- _WHAT TO WORK ON_
Return, exactly as written, every line from the first line of the data below through the line that contains "pub mod ledger;".
=== EXERCISE DATA ===
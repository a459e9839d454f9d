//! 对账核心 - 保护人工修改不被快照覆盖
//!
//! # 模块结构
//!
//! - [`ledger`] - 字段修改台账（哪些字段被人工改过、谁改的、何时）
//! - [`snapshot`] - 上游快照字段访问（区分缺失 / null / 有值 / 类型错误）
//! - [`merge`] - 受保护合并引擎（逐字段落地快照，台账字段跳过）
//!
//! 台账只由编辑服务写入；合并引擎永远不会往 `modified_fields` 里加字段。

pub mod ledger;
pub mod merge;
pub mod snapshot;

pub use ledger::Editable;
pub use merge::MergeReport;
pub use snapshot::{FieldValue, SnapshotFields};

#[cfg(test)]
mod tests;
===
- _SOLUTION BELOW_
repository a459e9839d454f9d
//! 对账核心 - 保护人工修改不被快照覆盖
//!
//! # 模块结构
//!
//! - [`ledger`] - 字段修改台账（哪些字段被人工改过、谁改的、何时）
//! - [`snapshot`] - 上游快照字段访问（区分缺失 / null / 有值 / 类型错误）
//! - [`merge`] - 受保护合并引擎（逐字段落地快照，台账字段跳过）
//!
//! 台账只由编辑服务写入；合并引擎永远不会往 `modified_fields` 里加字段。

pub mod ledger;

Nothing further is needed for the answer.